* _WHAT TO PRODUCE_
Go through the records below and return each line that has "XmlValue" in it.
---------- DATA EXTRACTS
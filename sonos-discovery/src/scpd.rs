//! Service control protocol descriptions (SCPD).
//!
//! Each service advertises an SCPD document listing its actions and state
//! variables. The prober attaches the parsed form to every
//! [`ServiceDescriptor`](crate::ServiceDescriptor) when enrichment is enabled.

use crate::error::Result;
use crate::xml::{parse_root, sequence, TagCase, XmlValue};

/// Parsed SCPD document.
#[derive(Debug, Clone, Default, PartialEq)]
pub struct ServiceDescription {
    pub actions: Vec<Action>,
    pub state_variables: Vec<StateVariable>,
}

/// An invocable action.
#[derive(Debug, Clone, PartialEq)]
pub struct Action {
    pub name: String,
    pub arguments: Vec<Argument>,
}

/// Direction of an action argument.
#[derive(Debug, Clone, Copy, PartialEq, Eq)]
pub enum ArgumentDirection {
    In,
    Out,
}

#[derive(Debug, Clone, PartialEq)]
pub struct Argument {
    pub name: String,
    pub direction: ArgumentDirection,
    pub related_state_variable: Option<String>,
}

/// Numeric bounds of a state variable.
#[derive(Debug, Clone, PartialEq)]
pub struct AllowedValueRange {
    pub minimum: Option<String>,
    pub maximum: Option<String>,
    pub step: Option<String>,
}

#[derive(Debug, Clone, PartialEq)]
pub struct StateVariable {
    pub name: String,
    pub data_type: String,
    pub default_value: Option<String>,
    /// Enumerated values; empty when the variable is unrestricted
    pub allowed_values: Vec<String>,
    pub allowed_range: Option<AllowedValueRange>,
}

impl ServiceDescription {
    /// Parse an SCPD document.
    ///
    /// Missing action or state tables produce empty lists.
    pub fn from_xml(xml: &str) -> Result<Self> {
        let scpd = parse_root(xml, TagCase::CamelCase, "scpd")?;

        let actions = sequence(scpd.get("actionList").and_then(|l| l.get("action")))
            .into_iter()
            .filter_map(parse_action)
            .collect();

        let state_variables = sequence(
            scpd.get("serviceStateTable")
                .and_then(|t| t.get("stateVariable")),
        )
        .into_iter()
        .filter_map(parse_state_variable)
        .collect();

        Ok(Self {
            actions,
            state_variables,
        })
    }

    /// Look up an action by name.
    pub fn action(&self, name: &str) -> Option<&Action> {
        self.actions.iter().find(|a| a.name == name)
    }

    /// Look up a state variable by name.
    pub fn state_variable(&self, name: &str) -> Option<&StateVariable> {
        self.state_variables.iter().find(|v| v.name == name)
    }
}

impl Action {
    /// Input arguments in declaration order.
    pub fn inputs(&self) -> impl Iterator<Item = &Argument> {
        self.arguments
            .iter()
            .filter(|a| a.direction == ArgumentDirection::In)
    }

    /// Output arguments in declaration order.
    pub fn outputs(&self) -> impl Iterator<Item = &Argument> {
        self.arguments
            .iter()
            .filter(|a| a.direction == ArgumentDirection::Out)
    }
}

fn parse_action(node: &XmlValue) -> Option<Action> {
    let name = node.non_empty_text("name")?;
    let arguments = sequence(node.get("argumentList").and_then(|l| l.get("argument")))
        .into_iter()
        .filter_map(|arg| {
            let direction = match arg.text("direction")? {
                d if d.eq_ignore_ascii_case("out") => ArgumentDirection::Out,
                _ => ArgumentDirection::In,
            };
            Some(Argument {
                name: arg.non_empty_text("name")?,
                direction,
                related_state_variable: arg.non_empty_text("relatedStateVariable"),
            })
        })
        .collect();

    Some(Action { name, arguments })
}

fn parse_state_variable(node: &XmlValue) -> Option<StateVariable> {
    let allowed_values = sequence(
        node.get("allowedValueList")
            .and_then(|l| l.get("allowedValue")),
    )
    .into_iter()
    .filter_map(|v| v.as_text().map(str::to_string))
    .collect();

    let allowed_range = node.get("allowedValueRange").map(|range| AllowedValueRange {
        minimum: range.non_empty_text("minimum"),
        maximum: range.non_empty_text("maximum"),
        step: range.non_empty_text("step"),
    });

    Some(StateVariable {
        name: node.non_empty_text("name")?,
        data_type: node.text("dataType").unwrap_or("string").to_string(),
        default_value: node.non_empty_text("defaultValue"),
        allowed_values,
        allowed_range,
    })
}

#[cfg(test)]
mod tests {
    use super::*;

    const SCPD: &str = include_str!("../tests/fixtures/rendering_control_scpd.xml");

    #[test]
    fn test_parse_actions() {
        let description = ServiceDescription::from_xml(SCPD).unwrap();
        assert_eq!(description.actions.len(), 2);

        let get_volume = description.action("GetVolume").unwrap();
        let inputs: Vec<_> = get_volume.inputs().map(|a| a.name.as_str()).collect();
        let outputs: Vec<_> = get_volume.outputs().map(|a| a.name.as_str()).collect();
        assert_eq!(inputs, vec!["InstanceID", "Channel"]);
        assert_eq!(outputs, vec!["CurrentVolume"]);
        assert_eq!(
            get_volume.arguments[2].related_state_variable.as_deref(),
            Some("Volume")
        );

        // An action without an argument list
        assert!(description.action("ResetBasicEQ").unwrap().arguments.is_empty());
    }

    #[test]
    fn test_parse_state_variables() {
        let description = ServiceDescription::from_xml(SCPD).unwrap();
        assert_eq!(description.state_variables.len(), 5);

        let channel = description.state_variable("A_ARG_TYPE_Channel").unwrap();
        assert_eq!(channel.data_type, "string");
        assert_eq!(channel.default_value.as_deref(), Some("Master"));
        assert_eq!(channel.allowed_values, vec!["Master", "LF", "RF"]);

        let volume = description.state_variable("Volume").unwrap();
        let range = volume.allowed_range.as_ref().unwrap();
        assert_eq!(range.maximum.as_deref(), Some("100"));
        assert!(volume.allowed_values.is_empty());

        let mute = description.state_variable("Mute").unwrap();
        assert!(mute.allowed_range.is_none());
        assert!(mute.default_value.is_none());
    }

    #[test]
    fn test_parse_empty_scpd() {
        let description = ServiceDescription::from_xml("<scpd><specVersion/></scpd>").unwrap();
        assert!(description.actions.is_empty());
        assert!(description.state_variables.is_empty());
    }

    #[test]
    fn test_parse_rejects_other_documents() {
        assert!(ServiceDescription::from_xml("<root><device/></root>").is_err());
    }
}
--------------------
* _WRITTEN RESPONSE_
use crate::xml::{parse_root, sequence, TagCase, XmlValue};
fn parse_action(node: &XmlValue) -> Option<Action> {
fn parse_state_variable(node: &XmlValue) -> Option<StateVariable> {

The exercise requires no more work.